//! # Dispatch Test Harness
//!
//! An in-process stand-in for the processing service. [`FakeService`]
//! implements both transport seams of `lib_dispatch`, so a real
//! [`DispatchContext`] can be driven end to end without a network:
//!
//! - the health probe, warm-up, REST submit/poll and asset endpoints;
//! - the duplex channel, which answers every `job` frame according to the
//!   configured [`ReplyMode`].
//!
//! Every behaviour is a knob and every call is counted, so tests can assert
//! both outcomes and how many times the service was bothered.

use std::collections::HashMap;
use std::sync::atomic::{AtomicUsize, Ordering};
use std::sync::{Arc, Mutex, MutexGuard, Once};
use std::time::Duration;

use futures_util::FutureExt;
use futures_util::future::BoxFuture;
use serde_json::{Value, json};
use tokio::sync::mpsc;

use lib_dispatch::protocol::PollStatus;
use lib_dispatch::{
    ChannelConnector, ChannelEvent, DispatchConfig, DispatchContext, DispatchError, DispatchResult, DuplexChannel,
    ProbeMethod, ResolvedAsset, ServiceApi,
};

/// How the fake answers a job frame received over the channel.
#[derive(Debug, Clone, PartialEq)]
pub enum ReplyMode {
    /// One `result` frame.
    Result,
    /// The same `result` frame twice.
    Duplicate,
    /// One `error` frame with this message.
    Error(String),
    /// Nothing at all.
    Silent,
}

/// Tunable behaviour of the fake. Change it through [`FakeService::configure`].
#[derive(Debug, Clone)]
pub struct Knobs {
    pub healthy: bool,
    pub health_delay: Duration,
    /// Number of upcoming channel opens that fail.
    pub failing_opens: usize,
    pub open_delay: Duration,
    pub reply: ReplyMode,
    pub reply_delay: Duration,
    /// `pending` answers before a REST job reports `done`.
    pub rest_pending_polls: usize,
    /// When set, REST jobs end with `error` and this message instead of `done`.
    pub rest_failure: Option<String>,
    pub asset_mime: String,
}

impl Default for Knobs {
    fn default() -> Self {
        Self {
            healthy: true,
            health_delay: Duration::ZERO,
            failing_opens: 0,
            open_delay: Duration::ZERO,
            reply: ReplyMode::Result,
            reply_delay: Duration::from_millis(50),
            rest_pending_polls: 0,
            rest_failure: None,
            asset_mime: "image/png".to_string(),
        }
    }
}

/// A job frame the fake received over the channel.
#[derive(Debug, Clone, PartialEq)]
pub struct SentJob {
    pub id: String,
    pub payload: Value,
}

struct RestJob {
    payload: Value,
    polls: usize,
}

#[derive(Default)]
pub struct FakeService {
    knobs: Mutex<Knobs>,
    health_probes: AtomicUsize,
    warmups: AtomicUsize,
    opens: AtomicUsize,
    rest_submits: AtomicUsize,
    rest_polls: AtomicUsize,
    asset_fetches: AtomicUsize,
    sent: Mutex<Vec<SentJob>>,
    rest_jobs: Mutex<HashMap<String, RestJob>>,
    // Sender side of the client's inbound stream for the most recent channel.
    channel: Mutex<Option<mpsc::UnboundedSender<ChannelEvent>>>,
}

fn guard<T>(mutex: &Mutex<T>) -> MutexGuard<'_, T> {
    mutex.lock().unwrap_or_else(|poisoned| poisoned.into_inner())
}

/// The result document the fake produces for a payload: echoes it and carries
/// the payload's `metadata.image_id` back, as the real service does.
pub fn result_for(payload: &Value) -> Value {
    json!({
        "image": format!("translated:{}", payload.get("src").and_then(Value::as_str).unwrap_or("-")),
        "metadata": payload.get("metadata").cloned().unwrap_or_else(|| json!({})),
    })
}

impl FakeService {
    pub fn new() -> Arc<Self> {
        Arc::new(Self::default())
    }

    pub fn configure(&self, change: impl FnOnce(&mut Knobs)) {
        change(&mut guard(&self.knobs));
    }

    fn knobs(&self) -> Knobs {
        guard(&self.knobs).clone()
    }

    pub fn health_probes(&self) -> usize {
        self.health_probes.load(Ordering::SeqCst)
    }

    pub fn warmups(&self) -> usize {
        self.warmups.load(Ordering::SeqCst)
    }

    pub fn opens(&self) -> usize {
        self.opens.load(Ordering::SeqCst)
    }

    pub fn rest_submits(&self) -> usize {
        self.rest_submits.load(Ordering::SeqCst)
    }

    pub fn rest_polls(&self) -> usize {
        self.rest_polls.load(Ordering::SeqCst)
    }

    pub fn asset_fetches(&self) -> usize {
        self.asset_fetches.load(Ordering::SeqCst)
    }

    /// Every job frame received over any channel, in arrival order.
    pub fn sent_jobs(&self) -> Vec<SentJob> {
        guard(&self.sent).clone()
    }

    /// Pushes a raw text frame to the client over the current channel.
    pub fn push_frame(&self, frame: impl Into<String>) -> bool {
        match guard(&self.channel).as_ref() {
            Some(tx) => tx.send(ChannelEvent::Text(frame.into())).is_ok(),
            None => false,
        }
    }

    /// Closes the current channel from the service side.
    pub fn drop_channel(&self, reason: &str) -> bool {
        match guard(&self.channel).take() {
            Some(tx) => tx.send(ChannelEvent::Closed(reason.to_string())).is_ok(),
            None => false,
        }
    }

    fn serve_channel(
        self: Arc<Self>,
        mut outbound: mpsc::UnboundedReceiver<String>,
        inbound: mpsc::UnboundedSender<ChannelEvent>,
    ) {
        tokio::spawn(async move {
            while let Some(frame) = outbound.recv().await {
                let Ok(message) = serde_json::from_str::<Value>(&frame) else {
                    continue;
                };
                if message["type"] != "job" {
                    continue;
                }
                let job = SentJob {
                    id: message["id"].as_str().unwrap_or_default().to_string(),
                    payload: message["payload"].clone(),
                };
                guard(&self.sent).push(job.clone());
                let _ = inbound.send(ChannelEvent::Text(json!({"type": "ack", "id": job.id}).to_string()));

                let knobs = self.knobs();
                let replies = match &knobs.reply {
                    ReplyMode::Silent => continue,
                    ReplyMode::Result => {
                        vec![json!({"type": "result", "id": job.id, "result": result_for(&job.payload)})]
                    }
                    ReplyMode::Duplicate => {
                        let frame = json!({"type": "result", "id": job.id, "result": result_for(&job.payload)});
                        vec![frame.clone(), frame]
                    }
                    ReplyMode::Error(message) => vec![json!({"type": "error", "id": job.id, "error": message})],
                };

                let inbound = inbound.clone();
                tokio::spawn(async move {
                    tokio::time::sleep(knobs.reply_delay).await;
                    for reply in replies {
                        let _ = inbound.send(ChannelEvent::Text(reply.to_string()));
                    }
                });
            }
        });
    }
}

impl ServiceApi for FakeService {
    fn probe_health<'a>(&'a self, _base: &'a str, _method: ProbeMethod, timeout: Duration) -> BoxFuture<'a, bool> {
        async move {
            self.health_probes.fetch_add(1, Ordering::SeqCst);
            let knobs = self.knobs();
            let answered = tokio::time::timeout(timeout, tokio::time::sleep(knobs.health_delay)).await;
            answered.is_ok() && knobs.healthy
        }
        .boxed()
    }

    fn warm_up<'a>(&'a self, _base: &'a str) -> BoxFuture<'a, DispatchResult<()>> {
        async move {
            self.warmups.fetch_add(1, Ordering::SeqCst);
            Ok(())
        }
        .boxed()
    }

    fn submit_job<'a>(&'a self, _base: &'a str, payload: &'a Value) -> BoxFuture<'a, DispatchResult<String>> {
        async move {
            let n = self.rest_submits.fetch_add(1, Ordering::SeqCst) + 1;
            let id = format!("rest-{}", n);
            guard(&self.rest_jobs).insert(
                id.clone(),
                RestJob {
                    payload: payload.clone(),
                    polls: 0,
                },
            );
            Ok(id)
        }
        .boxed()
    }

    fn poll_job<'a>(&'a self, _base: &'a str, job_id: &'a str) -> BoxFuture<'a, DispatchResult<PollStatus>> {
        async move {
            self.rest_polls.fetch_add(1, Ordering::SeqCst);
            let knobs = self.knobs();
            let mut jobs = guard(&self.rest_jobs);
            let Some(job) = jobs.get_mut(job_id) else {
                return Ok(PollStatus::Failed("job_not_found".to_string()));
            };
            job.polls += 1;
            if job.polls <= knobs.rest_pending_polls {
                return Ok(PollStatus::Pending);
            }
            Ok(match knobs.rest_failure {
                Some(message) => PollStatus::Failed(message),
                None => PollStatus::Done(result_for(&job.payload)),
            })
        }
        .boxed()
    }

    fn fetch_asset<'a>(&'a self, url: &'a str) -> BoxFuture<'a, DispatchResult<ResolvedAsset>> {
        async move {
            self.asset_fetches.fetch_add(1, Ordering::SeqCst);
            Ok(ResolvedAsset {
                mime_type: self.knobs().asset_mime,
                data_base64: format!("ZmFrZTo={}", url.len()),
            })
        }
        .boxed()
    }
}

/// Connector half of the fake. A separate type because `open` needs an
/// `Arc<FakeService>` to hand to the serving task.
pub struct FakeConnector(pub Arc<FakeService>);

impl ChannelConnector for FakeConnector {
    fn open<'a>(&'a self, _ws_url: &'a str) -> BoxFuture<'a, DispatchResult<DuplexChannel>> {
        async move {
            let service = Arc::clone(&self.0);
            service.opens.fetch_add(1, Ordering::SeqCst);
            let knobs = service.knobs();
            tokio::time::sleep(knobs.open_delay).await;

            let refused = {
                let mut live = guard(&service.knobs);
                if live.failing_opens > 0 {
                    live.failing_opens -= 1;
                    true
                } else {
                    false
                }
            };
            if refused {
                return Err(DispatchError::Transport("connection refused".to_string()));
            }

            let (out_tx, out_rx) = mpsc::unbounded_channel();
            let (in_tx, in_rx) = mpsc::unbounded_channel();
            *guard(&service.channel) = Some(in_tx.clone());
            Arc::clone(&service).serve_channel(out_rx, in_tx);
            Ok(DuplexChannel {
                outbound: out_tx,
                inbound: in_rx,
            })
        }
        .boxed()
    }
}

/// Configuration tuned for deterministic tests: no jitter, no warm-up noise.
pub fn test_config() -> DispatchConfig {
    DispatchConfig {
        service_address: "http://fake.local:8080".to_string(),
        backoff_jitter_ms: 0,
        warmup_enabled: false,
        ..DispatchConfig::default()
    }
}

/// A real context wired to `service` for both transports.
pub fn context(service: &Arc<FakeService>, config: DispatchConfig) -> DispatchContext {
    let api: Arc<dyn ServiceApi> = service.clone();
    DispatchContext::new(config, api, Arc::new(FakeConnector(Arc::clone(service))))
}

/// Polls `condition` on the (possibly paused) tokio clock until it holds or `limit` elapses.
pub async fn wait_until(limit: Duration, mut condition: impl FnMut() -> bool) -> bool {
    let deadline = tokio::time::Instant::now() + limit;
    while tokio::time::Instant::now() < deadline {
        if condition() {
            return true;
        }
        tokio::time::sleep(Duration::from_millis(10)).await;
    }
    condition()
}

static LOGGER: Once = Once::new();

/// Routes `log` output to stderr at the level named by `RUST_LOG` (default `warn`).
/// Safe to call from every test.
pub fn init_test_logging() {
    LOGGER.call_once(|| {
        let level = std::env::var("RUST_LOG")
            .ok()
            .and_then(|v| v.parse::<log::LevelFilter>().ok())
            .unwrap_or(log::LevelFilter::Warn);
        let _ = fern::Dispatch::new()
            .format(|out, message, record| out.finish(format_args!("[{}] {} {}", record.level(), record.target(), message)))
            .level(level)
            .chain(std::io::stderr())
            .apply();
    });
}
········
◆ **WHAT YOU SHOULD DO**
Please retype the top of the data exactly, down to and including the line that holds "tests can assert", and nothing further.

◆ **SOLUTION TO THE PROBLEM**
//! # Dispatch Test Harness
//!
//! An in-process stand-in for the processing service. [`FakeService`]
//! implements both transport seams of `lib_dispatch`, so a real
//! [`DispatchContext`] can be driven end to end without a network:
//!
//! - the health probe, warm-up, REST submit/poll and asset endpoints;
//! - the duplex channel, which answers every `job` frame according to the
//!   configured [`ReplyMode`].
//!
//! Every behaviour is a knob and every call is counted, so tests can assert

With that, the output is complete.